Goal of the exercise
Your answer should be the lines from the start of the records through the line with "let mut parts = Vec::new();", copied word for word.

-- Listed records follows --

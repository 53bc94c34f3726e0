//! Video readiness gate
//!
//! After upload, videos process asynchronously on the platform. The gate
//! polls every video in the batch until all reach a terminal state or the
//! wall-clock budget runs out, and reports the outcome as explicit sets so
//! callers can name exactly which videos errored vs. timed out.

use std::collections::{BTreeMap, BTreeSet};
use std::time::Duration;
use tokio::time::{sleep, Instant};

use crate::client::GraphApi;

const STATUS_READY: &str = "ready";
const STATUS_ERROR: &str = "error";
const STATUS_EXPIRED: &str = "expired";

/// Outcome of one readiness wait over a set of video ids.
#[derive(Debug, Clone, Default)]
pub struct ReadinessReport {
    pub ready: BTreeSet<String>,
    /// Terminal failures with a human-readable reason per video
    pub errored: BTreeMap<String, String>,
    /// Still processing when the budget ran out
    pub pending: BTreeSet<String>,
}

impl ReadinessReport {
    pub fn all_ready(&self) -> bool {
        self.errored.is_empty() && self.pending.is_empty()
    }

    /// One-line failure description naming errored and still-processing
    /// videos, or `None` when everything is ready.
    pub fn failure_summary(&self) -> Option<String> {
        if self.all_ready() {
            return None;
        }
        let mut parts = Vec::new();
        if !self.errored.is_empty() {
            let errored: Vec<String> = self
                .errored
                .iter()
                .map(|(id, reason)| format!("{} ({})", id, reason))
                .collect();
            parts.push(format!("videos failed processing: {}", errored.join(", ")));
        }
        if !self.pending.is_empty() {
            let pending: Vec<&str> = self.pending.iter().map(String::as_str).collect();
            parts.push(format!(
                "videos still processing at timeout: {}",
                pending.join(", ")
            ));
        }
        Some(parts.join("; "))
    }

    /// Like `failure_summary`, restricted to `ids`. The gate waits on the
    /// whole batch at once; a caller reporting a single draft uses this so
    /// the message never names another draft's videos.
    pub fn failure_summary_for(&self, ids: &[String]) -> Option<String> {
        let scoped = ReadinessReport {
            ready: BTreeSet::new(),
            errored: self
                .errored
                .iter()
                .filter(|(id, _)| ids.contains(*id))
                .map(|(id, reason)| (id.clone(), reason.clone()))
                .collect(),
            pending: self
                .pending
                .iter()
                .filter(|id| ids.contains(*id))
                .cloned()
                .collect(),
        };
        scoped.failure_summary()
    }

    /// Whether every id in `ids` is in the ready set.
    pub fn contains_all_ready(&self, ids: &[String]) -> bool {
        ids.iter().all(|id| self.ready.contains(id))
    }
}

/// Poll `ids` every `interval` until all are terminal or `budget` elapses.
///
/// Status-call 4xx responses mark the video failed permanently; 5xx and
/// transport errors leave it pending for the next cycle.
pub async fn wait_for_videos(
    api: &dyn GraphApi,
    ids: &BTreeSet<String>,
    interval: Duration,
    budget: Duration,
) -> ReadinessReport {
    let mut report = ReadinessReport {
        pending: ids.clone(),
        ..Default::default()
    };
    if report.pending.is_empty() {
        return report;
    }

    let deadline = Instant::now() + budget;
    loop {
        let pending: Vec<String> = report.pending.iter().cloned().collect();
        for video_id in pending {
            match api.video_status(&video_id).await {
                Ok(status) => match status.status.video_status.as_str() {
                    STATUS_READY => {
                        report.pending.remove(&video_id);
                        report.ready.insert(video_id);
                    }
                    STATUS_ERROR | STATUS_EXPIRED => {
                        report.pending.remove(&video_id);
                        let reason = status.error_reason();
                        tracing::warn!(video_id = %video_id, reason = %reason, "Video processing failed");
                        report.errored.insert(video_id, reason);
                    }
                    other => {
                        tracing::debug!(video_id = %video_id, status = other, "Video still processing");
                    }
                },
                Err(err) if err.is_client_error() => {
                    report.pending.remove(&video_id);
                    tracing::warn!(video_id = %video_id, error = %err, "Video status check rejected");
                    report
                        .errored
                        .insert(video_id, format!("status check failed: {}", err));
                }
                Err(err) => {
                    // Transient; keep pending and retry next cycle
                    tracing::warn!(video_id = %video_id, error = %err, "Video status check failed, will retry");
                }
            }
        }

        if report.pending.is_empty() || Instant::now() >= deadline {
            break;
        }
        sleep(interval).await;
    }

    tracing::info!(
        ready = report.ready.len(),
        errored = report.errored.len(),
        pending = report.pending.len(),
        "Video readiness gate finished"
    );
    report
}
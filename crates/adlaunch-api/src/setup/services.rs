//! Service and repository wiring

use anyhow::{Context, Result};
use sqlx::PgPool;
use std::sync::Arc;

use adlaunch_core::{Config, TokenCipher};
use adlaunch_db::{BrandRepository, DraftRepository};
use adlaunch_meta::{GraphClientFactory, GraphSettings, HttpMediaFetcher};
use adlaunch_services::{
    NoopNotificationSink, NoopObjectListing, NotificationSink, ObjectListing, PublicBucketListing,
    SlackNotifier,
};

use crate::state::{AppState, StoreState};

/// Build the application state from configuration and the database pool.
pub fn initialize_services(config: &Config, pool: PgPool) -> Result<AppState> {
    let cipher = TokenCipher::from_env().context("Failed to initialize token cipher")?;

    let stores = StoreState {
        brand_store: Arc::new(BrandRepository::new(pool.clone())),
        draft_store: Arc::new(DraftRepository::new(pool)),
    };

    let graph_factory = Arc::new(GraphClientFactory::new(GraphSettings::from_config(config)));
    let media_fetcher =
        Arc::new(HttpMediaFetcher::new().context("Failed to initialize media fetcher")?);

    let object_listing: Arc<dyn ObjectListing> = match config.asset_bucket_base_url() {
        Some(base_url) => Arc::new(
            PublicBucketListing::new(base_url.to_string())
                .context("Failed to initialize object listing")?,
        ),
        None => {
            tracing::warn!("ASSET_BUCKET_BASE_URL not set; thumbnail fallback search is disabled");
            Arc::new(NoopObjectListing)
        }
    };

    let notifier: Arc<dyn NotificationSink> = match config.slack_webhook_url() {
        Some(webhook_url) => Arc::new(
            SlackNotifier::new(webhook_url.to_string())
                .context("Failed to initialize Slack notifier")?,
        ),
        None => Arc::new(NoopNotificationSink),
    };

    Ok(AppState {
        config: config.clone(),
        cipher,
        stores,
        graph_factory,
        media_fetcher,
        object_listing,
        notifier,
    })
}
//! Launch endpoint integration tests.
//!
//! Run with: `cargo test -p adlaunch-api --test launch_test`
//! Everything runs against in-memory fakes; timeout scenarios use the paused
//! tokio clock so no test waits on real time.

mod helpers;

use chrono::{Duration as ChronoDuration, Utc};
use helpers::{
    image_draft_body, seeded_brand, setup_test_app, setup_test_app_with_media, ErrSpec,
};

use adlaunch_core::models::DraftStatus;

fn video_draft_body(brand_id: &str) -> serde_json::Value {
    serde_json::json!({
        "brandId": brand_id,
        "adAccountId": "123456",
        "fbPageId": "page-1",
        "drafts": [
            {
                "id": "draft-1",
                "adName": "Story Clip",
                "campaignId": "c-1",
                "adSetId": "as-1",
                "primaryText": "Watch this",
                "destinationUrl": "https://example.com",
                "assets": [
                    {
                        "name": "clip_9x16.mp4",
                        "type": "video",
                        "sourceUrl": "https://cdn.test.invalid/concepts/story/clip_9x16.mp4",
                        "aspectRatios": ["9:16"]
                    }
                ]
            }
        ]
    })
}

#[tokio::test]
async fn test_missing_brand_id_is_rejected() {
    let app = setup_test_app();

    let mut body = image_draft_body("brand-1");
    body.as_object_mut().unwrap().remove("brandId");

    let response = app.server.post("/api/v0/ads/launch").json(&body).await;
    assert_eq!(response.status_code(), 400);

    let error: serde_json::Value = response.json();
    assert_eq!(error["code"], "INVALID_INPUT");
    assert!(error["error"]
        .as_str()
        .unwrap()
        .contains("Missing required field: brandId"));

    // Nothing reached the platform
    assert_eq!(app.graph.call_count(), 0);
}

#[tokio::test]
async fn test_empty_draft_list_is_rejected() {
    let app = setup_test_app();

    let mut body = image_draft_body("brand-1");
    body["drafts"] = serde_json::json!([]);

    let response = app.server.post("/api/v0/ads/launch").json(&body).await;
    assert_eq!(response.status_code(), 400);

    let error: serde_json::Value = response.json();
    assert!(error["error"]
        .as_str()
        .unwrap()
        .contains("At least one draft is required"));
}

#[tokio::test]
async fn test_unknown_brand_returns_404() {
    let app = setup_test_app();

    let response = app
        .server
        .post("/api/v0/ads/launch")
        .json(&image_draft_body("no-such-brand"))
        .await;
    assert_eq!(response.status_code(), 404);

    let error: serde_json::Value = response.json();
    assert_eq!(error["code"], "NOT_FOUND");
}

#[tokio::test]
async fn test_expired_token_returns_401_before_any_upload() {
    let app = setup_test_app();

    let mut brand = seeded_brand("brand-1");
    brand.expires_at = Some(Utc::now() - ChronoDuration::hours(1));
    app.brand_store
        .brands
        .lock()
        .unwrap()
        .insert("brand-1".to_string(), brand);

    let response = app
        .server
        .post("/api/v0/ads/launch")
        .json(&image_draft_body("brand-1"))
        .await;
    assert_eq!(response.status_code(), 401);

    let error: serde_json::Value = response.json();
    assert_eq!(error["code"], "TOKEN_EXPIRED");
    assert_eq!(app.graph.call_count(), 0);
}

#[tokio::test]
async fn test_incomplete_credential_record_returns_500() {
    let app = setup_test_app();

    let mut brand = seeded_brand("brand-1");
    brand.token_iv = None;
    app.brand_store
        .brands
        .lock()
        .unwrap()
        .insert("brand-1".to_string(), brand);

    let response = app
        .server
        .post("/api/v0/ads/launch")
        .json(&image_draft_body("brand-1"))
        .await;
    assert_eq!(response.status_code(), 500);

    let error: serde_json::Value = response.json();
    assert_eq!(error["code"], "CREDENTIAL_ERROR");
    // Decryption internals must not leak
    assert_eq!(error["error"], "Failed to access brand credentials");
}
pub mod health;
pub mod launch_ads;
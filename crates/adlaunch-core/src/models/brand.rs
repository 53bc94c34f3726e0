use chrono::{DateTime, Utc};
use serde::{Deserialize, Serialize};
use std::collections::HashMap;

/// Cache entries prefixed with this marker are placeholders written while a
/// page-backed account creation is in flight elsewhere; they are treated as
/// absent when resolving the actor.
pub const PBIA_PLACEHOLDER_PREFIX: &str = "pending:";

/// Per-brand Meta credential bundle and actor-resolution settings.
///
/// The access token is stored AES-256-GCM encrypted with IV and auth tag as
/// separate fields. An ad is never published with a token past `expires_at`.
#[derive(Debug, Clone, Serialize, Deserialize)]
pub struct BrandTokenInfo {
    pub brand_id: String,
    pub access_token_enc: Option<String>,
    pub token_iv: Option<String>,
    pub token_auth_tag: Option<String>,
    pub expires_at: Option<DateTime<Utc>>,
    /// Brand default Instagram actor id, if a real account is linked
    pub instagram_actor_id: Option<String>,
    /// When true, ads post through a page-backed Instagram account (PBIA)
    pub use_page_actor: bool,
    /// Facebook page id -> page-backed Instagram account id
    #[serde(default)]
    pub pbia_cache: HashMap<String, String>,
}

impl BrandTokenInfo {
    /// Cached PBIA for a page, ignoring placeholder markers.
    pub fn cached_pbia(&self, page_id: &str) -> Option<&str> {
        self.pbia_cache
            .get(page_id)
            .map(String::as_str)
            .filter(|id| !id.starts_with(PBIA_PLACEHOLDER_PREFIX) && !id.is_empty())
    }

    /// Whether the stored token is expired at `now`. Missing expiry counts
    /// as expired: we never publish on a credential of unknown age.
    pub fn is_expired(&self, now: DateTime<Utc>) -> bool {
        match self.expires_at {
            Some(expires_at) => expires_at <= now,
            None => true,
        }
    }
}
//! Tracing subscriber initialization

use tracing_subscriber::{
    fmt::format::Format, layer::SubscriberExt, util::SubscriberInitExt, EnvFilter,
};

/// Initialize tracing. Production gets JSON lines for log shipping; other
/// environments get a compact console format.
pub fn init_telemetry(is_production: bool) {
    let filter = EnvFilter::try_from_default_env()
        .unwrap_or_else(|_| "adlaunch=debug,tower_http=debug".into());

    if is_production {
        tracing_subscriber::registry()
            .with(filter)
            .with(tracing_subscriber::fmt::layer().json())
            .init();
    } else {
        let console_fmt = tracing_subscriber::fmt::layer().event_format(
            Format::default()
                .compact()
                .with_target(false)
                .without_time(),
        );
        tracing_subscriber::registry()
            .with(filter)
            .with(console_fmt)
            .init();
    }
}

-- Listed records concluded --

Exercise result
repository 53bc94c34f3726e0
//! Video readiness gate
//!
//! After upload, videos process asynchronously on the platform. The gate
//! polls every video in the batch until all reach a terminal state or the
//! wall-clock budget runs out, and reports the outcome as explicit sets so
//! callers can name exactly which videos errored vs. timed out.

use std::collections::{BTreeMap, BTreeSet};
use std::time::Duration;
use tokio::time::{sleep, Instant};

use crate::client::GraphApi;

const STATUS_READY: &str = "ready";
const STATUS_ERROR: &str = "error";
const STATUS_EXPIRED: &str = "expired";

/// Outcome of one readiness wait over a set of video ids.
#[derive(Debug, Clone, Default)]
pub struct ReadinessReport {
    pub ready: BTreeSet<String>,
    /// Terminal failures with a human-readable reason per video
    pub errored: BTreeMap<String, String>,
    /// Still processing when the budget ran out
    pub pending: BTreeSet<String>,
}

impl ReadinessReport {
    pub fn all_ready(&self) -> bool {
        self.errored.is_empty() && self.pending.is_empty()
    }

    /// One-line failure description naming errored and still-processing
    /// videos, or `None` when everything is ready.
    pub fn failure_summary(&self) -> Option<String> {
        if self.all_ready() {
            return None;
        }
        let mut parts = Vec::new();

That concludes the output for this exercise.